◆ **Work required**
Of the records below, reproduce only the span that opens with the line containing "let settings = LineSettings::try_from(&config).unwrap();" and closes with the last line.
• • • •
//! 串口线路参数
//!
//! 调用方传入的原始整数（波特率、数据位、停止位、校验）在这里被校验为
//! 封闭的枚举集合；任何不在集合内的值都是 `InvalidArgument`，不做就近取整或回退默认值。

use commlink_core::LinkError;
use std::fmt;
use std::time::Duration;

/// 支持的波特率（封闭集合，50 ~ 4,000,000）
#[derive(Debug, Clone, Copy, PartialEq, Eq, Hash, num_enum::TryFromPrimitive, num_enum::IntoPrimitive)]
#[repr(u32)]
pub enum SerialBaud {
    B50 = 50,
    B75 = 75,
    B110 = 110,
    B134 = 134,
    B150 = 150,
    B200 = 200,
    B300 = 300,
    B600 = 600,
    B1200 = 1200,
    B1800 = 1800,
    B2400 = 2400,
    B4800 = 4800,
    B9600 = 9600,
    B19200 = 19200,
    B38400 = 38400,
    B57600 = 57600,
    B115200 = 115_200,
    B230400 = 230_400,
    B460800 = 460_800,
    B500000 = 500_000,
    B576000 = 576_000,
    B921600 = 921_600,
    B1000000 = 1_000_000,
    B1152000 = 1_152_000,
    B1500000 = 1_500_000,
    B2000000 = 2_000_000,
    B2500000 = 2_500_000,
    B3000000 = 3_000_000,
    B3500000 = 3_500_000,
    B4000000 = 4_000_000,
}

impl SerialBaud {
    pub fn as_u32(self) -> u32 {
        self.into()
    }
}

impl TryFrom<i32> for SerialBaud {
    type Error = LinkError;

    fn try_from(value: i32) -> Result<Self, Self::Error> {
        u32::try_from(value)
            .ok()
            .and_then(|v| SerialBaud::try_from(v).ok())
            .ok_or_else(|| LinkError::invalid(format!("unsupported baud rate {}", value)))
    }
}

impl fmt::Display for SerialBaud {
    fn fmt(&self, f: &mut fmt::Formatter<'_>) -> fmt::Result {
        write!(f, "{}", self.as_u32())
    }
}

/// 数据位
#[derive(Debug, Clone, Copy, PartialEq, Eq, Hash, Default, num_enum::TryFromPrimitive, num_enum::IntoPrimitive)]
#[repr(u8)]
pub enum DataBits {
    Five = 5,
    Six = 6,
    Seven = 7,
    #[default]
    Eight = 8,
}

/// 停止位
#[derive(Debug, Clone, Copy, PartialEq, Eq, Hash, Default, num_enum::TryFromPrimitive, num_enum::IntoPrimitive)]
#[repr(u8)]
pub enum StopBits {
    #[default]
    One = 1,
    Two = 2,
}

/// 校验方式（边界整数：0 = 无，1 = 奇，2 = 偶）
#[derive(Debug, Clone, Copy, PartialEq, Eq, Hash, Default, num_enum::TryFromPrimitive, num_enum::IntoPrimitive)]
#[repr(u8)]
pub enum Parity {
    #[default]
    None = 0,
    Odd = 1,
    Even = 2,
}

impl Parity {
    fn letter(self) -> char {
        match self {
            Parity::None => 'N',
            Parity::Odd => 'O',
            Parity::Even => 'E',
        }
    }
}

/// 已校验的线路参数
///
/// 只能整体替换，不存在部分更新。
#[derive(Debug, Clone, Copy, PartialEq, Eq, Hash)]
pub struct LineSettings {
    pub baud: SerialBaud,
    pub data_bits: DataBits,
    pub stop_bits: StopBits,
    pub parity: Parity,
}

impl Default for LineSettings {
    /// 9600 8N1
    fn default() -> Self {
        Self {
            baud: SerialBaud::B9600,
            data_bits: DataBits::Eight,
            stop_bits: StopBits::One,
            parity: Parity::None,
        }
    }
}

impl LineSettings {
    pub fn new(baud: SerialBaud) -> Self {
        Self {
            baud,
            ..Self::default()
        }
    }

    /// 从边界整数构造
    ///
    /// # 错误
    /// `LinkError::InvalidArgument`：任一参数不在支持的集合内
    pub fn from_raw(baud: i32, data_bits: i32, stop_bits: i32, parity: i32) -> Result<Self, LinkError> {
        let baud = SerialBaud::try_from(baud)?;
        let data_bits = u8::try_from(data_bits)
            .ok()
            .and_then(|v| DataBits::try_from(v).ok())
            .ok_or_else(|| LinkError::invalid(format!("unsupported data bits {}", data_bits)))?;
        let stop_bits = u8::try_from(stop_bits)
            .ok()
            .and_then(|v| StopBits::try_from(v).ok())
            .ok_or_else(|| LinkError::invalid(format!("unsupported stop bits {}", stop_bits)))?;
        let parity = u8::try_from(parity)
            .ok()
            .and_then(|v| Parity::try_from(v).ok())
            .ok_or_else(|| LinkError::invalid(format!("unsupported parity {}", parity)))?;

        Ok(Self {
            baud,
            data_bits,
            stop_bits,
            parity,
        })
    }
}

impl fmt::Display for LineSettings {
    /// 例如 `115200 8N1`
    fn fmt(&self, f: &mut fmt::Formatter<'_>) -> fmt::Result {
        write!(
            f,
            "{} {}{}{}",
            self.baud,
            u8::from(self.data_bits),
            self.parity.letter(),
            u8::from(self.stop_bits)
        )
    }
}

/// 默认读写超时（毫秒）
pub const DEFAULT_TIMEOUT_MS: u64 = 500;

/// 串口配置（原始值，打开前通过 `TryFrom` 校验为 `LineSettings`）
#[derive(Debug, Clone, PartialEq, Eq)]
#[cfg_attr(feature = "serde", derive(serde::Serialize, serde::Deserialize))]
#[cfg_attr(feature = "serde", serde(default))]
pub struct SerialConfig {
    pub path: String,
    pub baud_rate: u32,
    pub data_bits: u8,
    pub stop_bits: u8,
    pub parity: u8,
    pub read_timeout_ms: u64,
    pub write_timeout_ms: u64,
}

impl Default for SerialConfig {
    fn default() -> Self {
        Self {
            path: "/dev/ttyS0".to_string(),
            baud_rate: 9600,
            data_bits: 8,
            stop_bits: 1,
            parity: 0,
            read_timeout_ms: DEFAULT_TIMEOUT_MS,
            write_timeout_ms: DEFAULT_TIMEOUT_MS,
        }
    }
}

impl SerialConfig {
    pub fn new(path: impl Into<String>, baud_rate: u32) -> Self {
        Self {
            path: path.into(),
            baud_rate,
            ..Self::default()
        }
    }

    pub fn read_timeout(&self) -> Duration {
        Duration::from_millis(self.read_timeout_ms)
    }

    pub fn write_timeout(&self) -> Duration {
        Duration::from_millis(self.write_timeout_ms)
    }
}

impl TryFrom<&SerialConfig> for LineSettings {
    type Error = LinkError;

    fn try_from(config: &SerialConfig) -> Result<Self, Self::Error> {
        let baud = SerialBaud::try_from(config.baud_rate)
            .map_err(|_| LinkError::invalid(format!("unsupported baud rate {}", config.baud_rate)))?;
        let data_bits = DataBits::try_from(config.data_bits)
            .map_err(|_| LinkError::invalid(format!("unsupported data bits {}", config.data_bits)))?;
        let stop_bits = StopBits::try_from(config.stop_bits)
            .map_err(|_| LinkError::invalid(format!("unsupported stop bits {}", config.stop_bits)))?;
        let parity = Parity::try_from(config.parity)
            .map_err(|_| LinkError::invalid(format!("unsupported parity {}", config.parity)))?;

        Ok(Self {
            baud,
            data_bits,
            stop_bits,
            parity,
        })
    }
}

#[cfg(test)]
mod tests {
    use super::*;

    #[test]
    fn test_known_baud_rates() {
        assert_eq!(SerialBaud::try_from(9600u32).unwrap(), SerialBaud::B9600);
        assert_eq!(SerialBaud::try_from(4_000_000i32).unwrap(), SerialBaud::B4000000);
        assert_eq!(SerialBaud::B115200.as_u32(), 115_200);
    }

    #[test]
    fn test_unknown_baud_is_rejected_not_rounded() {
        for baud in [0, 9601, 14_400, 250_000, 4_000_001, -9600] {
            let result = SerialBaud::try_from(baud);
            assert!(
                matches!(result, Err(LinkError::InvalidArgument(_))),
                "baud {} should be rejected",
                baud
            );
        }
    }

    #[test]
    fn test_from_raw() {
        let settings = LineSettings::from_raw(115_200, 7, 2, 2).unwrap();
        assert_eq!(settings.baud, SerialBaud::B115200);
        assert_eq!(settings.data_bits, DataBits::Seven);
        assert_eq!(settings.stop_bits, StopBits::Two);
        assert_eq!(settings.parity, Parity::Even);
        assert_eq!(settings.to_string(), "115200 7E2");
    }

    #[test]
    fn test_from_raw_rejects_out_of_range_framing() {
        assert!(LineSettings::from_raw(9600, 4, 1, 0).is_err());
        assert!(LineSettings::from_raw(9600, 9, 1, 0).is_err());
        assert!(LineSettings::from_raw(9600, 8, 3, 0).is_err());
        assert!(LineSettings::from_raw(9600, 8, 1, 3).is_err());
        assert!(LineSettings::from_raw(9600, 8, 1, -1).is_err());
    }

    #[test]
    fn test_default_is_9600_8n1() {
        assert_eq!(LineSettings::default().to_string(), "9600 8N1");
        let from_config = LineSettings::try_from(&SerialConfig::default()).unwrap();
        assert_eq!(from_config, LineSettings::default());
    }

    #[test]
    fn test_config_validation() {
        let mut config = SerialConfig::new("/dev/ttyUSB0", 921_600);
        config.parity = 1;
        let settings = LineSettings::try_from(&config).unwrap();
        assert_eq!(settings.baud, SerialBaud::B921600);
        assert_eq!(settings.parity, Parity::Odd);

        config.baud_rate = 12345;
        assert!(matches!(
            LineSettings::try_from(&config),
            Err(LinkError::InvalidArgument(_))
        ));
    }

    #[cfg(feature = "serde")]
    #[test]
    fn test_config_serde_defaults() {
        let config: SerialConfig = serde_json::from_str(r#"{"path":"/dev/ttyACM0","baud_rate":115200}"#).unwrap();
        assert_eq!(config.data_bits, 8);
        assert_eq!(config.read_timeout(), Duration::from_millis(500));
    }
}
• • • •
◆ **Result**
        let settings = LineSettings::try_from(&config).unwrap();
        assert_eq!(settings.baud, SerialBaud::B921600);
        assert_eq!(settings.parity, Parity::Odd);

        config.baud_rate = 12345;
        assert!(matches!(
            LineSettings::try_from(&config),
            Err(LinkError::InvalidArgument(_))
        ));
    }

    #[cfg(feature = "serde")]
    #[test]
    fn test_config_serde_defaults() {
        let config: SerialConfig = serde_json::from_str(r#"{"path":"/dev/ttyACM0","baud_rate":115200}"#).unwrap();
        assert_eq!(config.data_bits, 8);
        assert_eq!(config.read_timeout(), Duration::from_millis(500));
    }
}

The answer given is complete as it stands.